Koronawirus. Czy we Wrocławiu zabraknie karetek? Reakcja na apel wojewody
Koronawirus w Polsce. Sytuacja w dolnośląskich szpitalach nie jest łatwa, zaczyna też brakować wolnych karetek. W związku z tym wojewoda dolnośląski zaapelował, by wzywać je jedynie w przypadkach zagrożenia życia. Oświadczenie ws. sytuacji w pogotowiu wystosował też Urząd Marszałkowski.
29.03.2021 14:14
Zalogowani mogą więcej
Możesz zapisać ten artykuł na później. Znajdziesz go potem na swoim koncie użytkownika
Koronawirus w Polsce. Ostatnie dni przynoszą lawinowy wzrost zachorowań na COVID-19 na Dolnym Śląsku. Tylko w poniedziałek nasz region był trzeci pod tym względem w całym kraju. Służbie zdrowia grozi zapaść, a mieszkańcy coraz częściej narzekają na długi moment oczekiwania na przyjazd karetki.
Dlatego też wojewoda dolnośląski Jarosław Obremski zaapelował, by karetkę wzywać jedynie w sytuacjach nagłych - zagrażających życiu. Na trudną sytuację we wrocławskim pogotowiu uwagę zwraca też Urząd Marszałkowski.
Koronawirus. Czy we Wrocławiu zabraknie karetek? Reakcja na apel wojewody
"Ogromna, liczona w tysiącach liczba interwencji medycznych Pogotowia Ratunkowego, to zawsze indywidualne przypadki konieczności ratowania ludzkiego życia i zdrowia" - takimi słowami zaczyna się komunikat urzędu.
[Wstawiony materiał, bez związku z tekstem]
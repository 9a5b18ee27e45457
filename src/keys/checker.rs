// src/keys/checker.rs

use crate::keys::provider::KeyProvider;
use crate::keys::record::{AnthropicTier, KeyPatch, Service};
use async_trait::async_trait;
use rand::Rng;
use reqwest::{Client, StatusCode};
use secrecy::{ExposeSecret, Secret};
use serde_json::json;
use std::collections::{BTreeSet, HashMap};
use std::sync::Arc;
use std::time::Duration;
use tokio::task::JoinHandle;
use tracing::{debug, info, warn};

/// Wire-format version header required by the Anthropic API.
pub const ANTHROPIC_VERSION: &str = "2023-06-01";

/// Scan cadence. Unchecked keys are retried on every scan; healthy keys are
/// re-probed once their last check is older than `HEALTHY_RECHECK`.
const SCAN_INTERVAL: Duration = Duration::from_secs(60);
const HEALTHY_RECHECK: Duration = Duration::from_secs(8 * 60 * 60);

/// Attempts per probe before deferring to the next scan.
const TRANSIENT_ATTEMPTS: u32 = 3;

#[derive(Debug)]
pub enum ProbeOutcome {
    /// Credential accepted; patch carries detected capabilities.
    Ok(KeyPatch),
    /// Upstream rejected the credential outright (401/403 non-billing).
    Revoked,
    /// Terminal billing failure.
    QuotaExhausted,
    /// 5xx or transport error; retried with backoff, never disables alone.
    Transient(String),
}

/// A cheap authenticated request against one upstream family.
#[async_trait]
pub trait KeyProbe: Send + Sync {
    async fn probe(&self, client: &Client, key: &Secret<String>) -> ProbeOutcome;
}

pub struct OpenAiProbe {
    base_url: String,
}

#[async_trait]
impl KeyProbe for OpenAiProbe {
    async fn probe(&self, client: &Client, key: &Secret<String>) -> ProbeOutcome {
        let url = format!("{}/v1/models", self.base_url.trim_end_matches('/'));
        let response = match client
            .get(&url)
            .bearer_auth(key.expose_secret())
            .send()
            .await
        {
            Ok(r) => r,
            Err(e) => return ProbeOutcome::Transient(e.to_string()),
        };
        let status = response.status();
        let body = response.text().await.unwrap_or_default();
        match status {
            StatusCode::OK => {
                let mut families: BTreeSet<String> = BTreeSet::new();
                if let Ok(listing) = serde_json::from_str::<serde_json::Value>(&body) {
                    if let Some(models) = listing.get("data").and_then(|d| d.as_array()) {
                        for model in models {
                            if let Some(id) = model.get("id").and_then(|i| i.as_str()) {
                                if let Some(family) = crate::keys::openai::family_for_model(id) {
                                    families.insert(family.to_string());
                                }
                            }
                        }
                    }
                }
                if families.is_empty() {
                    families.insert("gpt-3.5-turbo".to_string());
                }
                ProbeOutcome::Ok(KeyPatch::families(families))
            }
            StatusCode::UNAUTHORIZED | StatusCode::FORBIDDEN => ProbeOutcome::Revoked,
            StatusCode::TOO_MANY_REQUESTS => {
                if body.contains("insufficient_quota") {
                    ProbeOutcome::QuotaExhausted
                } else {
                    // Busy key is still a valid key.
                    ProbeOutcome::Ok(KeyPatch::default())
                }
            }
            s if s.is_server_error() => ProbeOutcome::Transient(format!("status {s}")),
            s => ProbeOutcome::Transient(format!("unexpected status {s}")),
        }
    }
}

pub struct AnthropicProbe {
    base_url: String,
}

#[async_trait]
impl KeyProbe for AnthropicProbe {
    async fn probe(&self, client: &Client, key: &Secret<String>) -> ProbeOutcome {
        // Anthropic exposes no listing endpoint; the cheapest authenticated
        // request is a 1-token message.
        let url = format!("{}/v1/messages", self.base_url.trim_end_matches('/'));
        let probe_body = json!({
            "model": "claude-3-haiku-20240307",
            "max_tokens": 1,
            "messages": [{"role": "user", "content": "ping"}],
        });
        let response = match client
            .post(&url)
            .header("x-api-key", key.expose_secret())
            .header("anthropic-version", ANTHROPIC_VERSION)
            .json(&probe_body)
            .send()
            .await
        {
            Ok(r) => r,
            Err(e) => return ProbeOutcome::Transient(e.to_string()),
        };
        let status = response.status();
        let body = response.text().await.unwrap_or_default();
        match status {
            StatusCode::OK => {
                let mut patch = KeyPatch::families(
                    ["claude".to_string(), "claude-opus".to_string()],
                );
                patch.tier = Some(AnthropicTier::Paid);
                ProbeOutcome::Ok(patch)
            }
            // A schema complaint still proves the credential works.
            StatusCode::BAD_REQUEST => ProbeOutcome::Ok(KeyPatch::default()),
            StatusCode::UNAUTHORIZED => ProbeOutcome::Revoked,
            StatusCode::FORBIDDEN => {
                if is_billing_failure(&body) {
                    ProbeOutcome::QuotaExhausted
                } else {
                    ProbeOutcome::Revoked
                }
            }
            StatusCode::TOO_MANY_REQUESTS => {
                // Tight limits on a 1-token probe point at a trial key.
                let mut patch = KeyPatch::default();
                patch.tier = Some(AnthropicTier::Trial);
                ProbeOutcome::Ok(patch)
            }
            s if s.is_server_error() => ProbeOutcome::Transient(format!("status {s}")),
            s => ProbeOutcome::Transient(format!("unexpected status {s}")),
        }
    }
}

pub struct GoogleProbe {
    base_url: String,
}

#[async_trait]
impl KeyProbe for GoogleProbe {
    async fn probe(&self, client: &Client, key: &Secret<String>) -> ProbeOutcome {
        let url = format!(
            "{}/v1beta/models?key={}",
            self.base_url.trim_end_matches('/'),
            key.expose_secret()
        );
        let response = match client.get(&url).send().await {
            Ok(r) => r,
            Err(e) => return ProbeOutcome::Transient(e.to_string()),
        };
        let status = response.status();
        let body = response.text().await.unwrap_or_default();
        match status {
            StatusCode::OK => {
                let mut families: BTreeSet<String> = BTreeSet::new();
                let mut model_ids = Vec::new();
                if let Ok(listing) = serde_json::from_str::<serde_json::Value>(&body) {
                    if let Some(models) = listing.get("models").and_then(|m| m.as_array()) {
                        for model in models {
                            if let Some(name) = model.get("name").and_then(|n| n.as_str()) {
                                model_ids.push(name.to_string());
                                let id = name.strip_prefix("models/").unwrap_or(name);
                                if let Some(family) = crate::keys::google::family_for_model(id) {
                                    families.insert(family.to_string());
                                }
                            }
                        }
                    }
                }
                if families.is_empty() {
                    families.insert("gemini-pro".to_string());
                }
                let mut patch = KeyPatch::families(families);
                patch.model_ids = Some(model_ids);
                ProbeOutcome::Ok(patch)
            }
            StatusCode::BAD_REQUEST if body.contains("API_KEY_INVALID") => ProbeOutcome::Revoked,
            StatusCode::UNAUTHORIZED | StatusCode::FORBIDDEN => ProbeOutcome::Revoked,
            StatusCode::TOO_MANY_REQUESTS => ProbeOutcome::Ok(KeyPatch::default()),
            s if s.is_server_error() => ProbeOutcome::Transient(format!("status {s}")),
            s => ProbeOutcome::Transient(format!("unexpected status {s}")),
        }
    }
}

/// Detect Anthropic billing-flavoured 403 bodies.
pub fn is_billing_failure(body: &str) -> bool {
    let lower = body.to_ascii_lowercase();
    lower.contains("billing") || lower.contains("credit balance") || lower.contains("purchase")
}

fn probe_for(provider: &Arc<dyn KeyProvider>) -> Box<dyn KeyProbe> {
    let base_url = provider.base_url().to_string();
    match provider.service() {
        Service::OpenAi => Box::new(OpenAiProbe { base_url }),
        Service::Anthropic => Box::new(AnthropicProbe { base_url }),
        Service::GoogleAi => Box::new(GoogleProbe { base_url }),
    }
}

/// Per-provider background task probing each key on a cadence and feeding
/// findings back through the provider's `update` path, which is the sole
/// writer. Findings are in-memory only.
pub struct KeyChecker {
    provider: Arc<dyn KeyProvider>,
    probe: Box<dyn KeyProbe>,
    client: Client,
}

impl KeyChecker {
    pub fn new(provider: Arc<dyn KeyProvider>) -> Self {
        let probe = probe_for(&provider);
        let client = Client::builder()
            .connect_timeout(Duration::from_secs(10))
            .timeout(Duration::from_secs(30))
            .build()
            .unwrap_or_default();
        Self {
            provider,
            probe,
            client,
        }
    }

    /// Spawn the checker loop.
    pub fn start(self) -> JoinHandle<()> {
        info!(service = %self.provider.service(), "Starting key checker");
        tokio::spawn(async move {
            loop {
                self.scan().await;
                tokio::time::sleep(SCAN_INTERVAL).await;
            }
        })
    }

    /// One pass over the provider's keys, probing those that are due.
    async fn scan(&self) {
        let secrets: HashMap<String, Secret<String>> =
            self.provider.checkable_keys().into_iter().collect();
        let views = self.provider.list();

        for view in views {
            if view.is_disabled {
                continue;
            }
            let due = match view.last_checked_ms_ago {
                None => true,
                Some(age_ms) => Duration::from_millis(age_ms) >= HEALTHY_RECHECK,
            };
            if !due {
                continue;
            }
            let Some(secret) = secrets.get(&view.hash) else {
                continue;
            };
            self.check_key(&view.hash, secret).await;
            // Spread probes out so a long key list does not burst upstream.
            let jitter = rand::thread_rng().gen_range(100..400);
            tokio::time::sleep(Duration::from_millis(jitter)).await;
        }
    }

    async fn check_key(&self, hash: &str, secret: &Secret<String>) {
        let mut backoff = Duration::from_secs(1);
        for attempt in 1..=TRANSIENT_ATTEMPTS {
            match self.probe.probe(&self.client, secret).await {
                ProbeOutcome::Ok(patch) => {
                    debug!(service = %self.provider.service(), key.hash = %hash, "Key probe ok");
                    self.provider.update(hash, patch);
                    return;
                }
                ProbeOutcome::Revoked => {
                    warn!(
                        service = %self.provider.service(),
                        key.hash = %hash,
                        "Key probe: credential rejected, revoking"
                    );
                    self.provider.update(hash, KeyPatch::revoke());
                    return;
                }
                ProbeOutcome::QuotaExhausted => {
                    warn!(
                        service = %self.provider.service(),
                        key.hash = %hash,
                        "Key probe: quota exhausted, revoking"
                    );
                    self.provider.update(hash, KeyPatch::revoke());
                    return;
                }
                ProbeOutcome::Transient(reason) => {
                    debug!(
                        service = %self.provider.service(),
                        key.hash = %hash,
                        attempt,
                        reason = %reason,
                        "Key probe transient failure"
                    );
                    if attempt < TRANSIENT_ATTEMPTS {
                        tokio::time::sleep(backoff).await;
                        backoff *= 2;
                    }
                }
            }
        }
        // Exhausted transient retries: leave the key untouched and let the
        // next scan try again.
    }
}

#[cfg(test)]
mod tests {
    use super::*;

    #[test]
    fn billing_detection_matches_known_phrasings() {
        assert!(is_billing_failure(
            r#"{"error":{"type":"forbidden","message":"Your credit balance is too low"}}"#
        ));
        assert!(is_billing_failure("billing suspended"));
        assert!(!is_billing_failure("invalid x-api-key"));
    }
}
"Apel Pana Wojewody Dolnośląskiego, wyrażony w trosce o zdrowie Dolnoślązaków, odnosi się do racjonalnego wzywania Pogotowia. To zawsze będzie decyzja indywidualna. Pogotowie Ratunkowe istnieje po to, aby pomagać, jednak trzeba mieć świadomość, że występują skrajnie różne sytuacje i kiedy jedna osoba wzywa Pogotowie nie wymagając pilnej interwencji - drugi człowiek może potrzebować natychmiastowej pomocy Pogotowia, ponieważ zagrożone jest życie" - dodano w oświadczeniu.
Jak wynika ze statystyk Urzędu Marszałkowskiego, tylko w tym miesiącu, dyspozytornia medyczna we Wrocławiu, zlokalizowana w Centrum Zarządzania Kryzysowego przy ul. Strzegomskiej przyjęła blisko 34 tys. zgłoszeń na numer alarmowy, z czego ponad 15 tys. razy do zgłoszenia wysłane zostały Zespoły Ratownictwa Medycznego.
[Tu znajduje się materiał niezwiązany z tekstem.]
// src/context.rs

use crate::dialect::ApiDialect;
use crate::keys::record::{BoundKey, Service};
use std::fmt;
use std::time::Instant;
use uuid::Uuid;

/// Request-scoped id minted once at the HTTP edge and threaded through the
/// pipeline: the tracing span, every preprocess/dispatch log record, and the
/// `request_id` of any error response all carry the same value.
#[derive(Debug, Clone, Copy, PartialEq, Eq)]
pub struct CorrelationId(Uuid);

impl CorrelationId {
    pub fn new() -> Self {
        Self(Uuid::new_v4())
    }
}

impl Default for CorrelationId {
    fn default() -> Self {
        Self::new()
    }
}

impl fmt::Display for CorrelationId {
    fn fmt(&self, f: &mut fmt::Formatter<'_>) -> fmt::Result {
        self.0.fmt(f)
    }
}

/// Per-request mutable record, owned by the pipeline for the lifetime of one
/// inbound HTTP request. The bound key is present from queue admission
/// onward.
#[derive(Debug)]
pub struct RequestContext {
    pub correlation_id: CorrelationId,
    pub inbound_api: ApiDialect,
    pub outbound_api: ApiDialect,
    pub service: Service,
    /// Model id as it will be sent upstream.
    pub model: String,
    pub key: Option<BoundKey>,
    pub prompt_tokens: usize,
    pub output_tokens: usize,
    pub is_streaming: bool,
    pub received_at: Instant,
    pub dequeued_at: Option<Instant>,
}

impl RequestContext {
    pub fn new(
        correlation_id: CorrelationId,
        inbound_api: ApiDialect,
        outbound_api: ApiDialect,
        service: Service,
        model: String,
        is_streaming: bool,
    ) -> Self {
        Self {
            correlation_id,
            inbound_api,
            outbound_api,
            service,
            model,
            key: None,
            prompt_tokens: 0,
            output_tokens: 0,
            is_streaming,
            received_at: Instant::now(),
            dequeued_at: None,
        }
    }

    /// Hash of the bound key, for log records.
    pub fn key_hash(&self) -> &str {
        self.key.as_ref().map_or("unbound", |k| k.hash.as_str())
    }

    pub fn bind(&mut self, key: BoundKey) {
        self.key = Some(key);
        self.dequeued_at = Some(Instant::now());
    }

    /// Queue latency, once dequeued.
    pub fn wait_time(&self) -> Option<std::time::Duration> {
        self.dequeued_at
            .map(|t| t.saturating_duration_since(self.received_at))
    }
}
Uśredniając, w ciągu każdej doby wrocławska dyspozytornia przyjmuje około 1,2 tys. zgłoszeń i ponad 500 razy wysyła do interwencji Zespoły Ratowników Medycznych.
W ciągu minionego miesiąca ratownicy wrocławskiego Pogotowia wykonali również u pacjentów blisko 5 tys. testów antygenowych COVID-19, co daje ok. 170 testów wykonywanych dziennie przez ratowników pogotowia.
"Podstawowym zadaniem Pogotowia Ratunkowego we Wrocławiu, działającego w ramach systemu Państwowego Ratownictwa Medycznego, jest interwencyjne udzielanie w miejscu zdarzenia pomocy medycznej w razie wypadku, urazu, porodu, nagłego zachorowania lub nagłego pogorszenia stanu zdrowia powodującego zagrożenie życia" - oświadczył Urząd Marszałkowski.
Jak wskazano, Pogotowie Ratunkowe Wrocławiu odpowiada nie tylko za stolicę Dolnego Śląska. "Jego obszar działania obejmuje powiaty: wrocławski, milicki, oławski, strzeliński, średzki, trzebnicki i wołowski oraz zgłoszenia z powiatów: oleśnicki, ząbkowicki, kłodzki, dzierżoniowski, świdnicki i wałbrzyski. Pogotowie Ratunkowe we Wrocławiu zabezpiecza ponad 1 milion 200 tys. Dolnoślązaków" - napisano w komunikacie.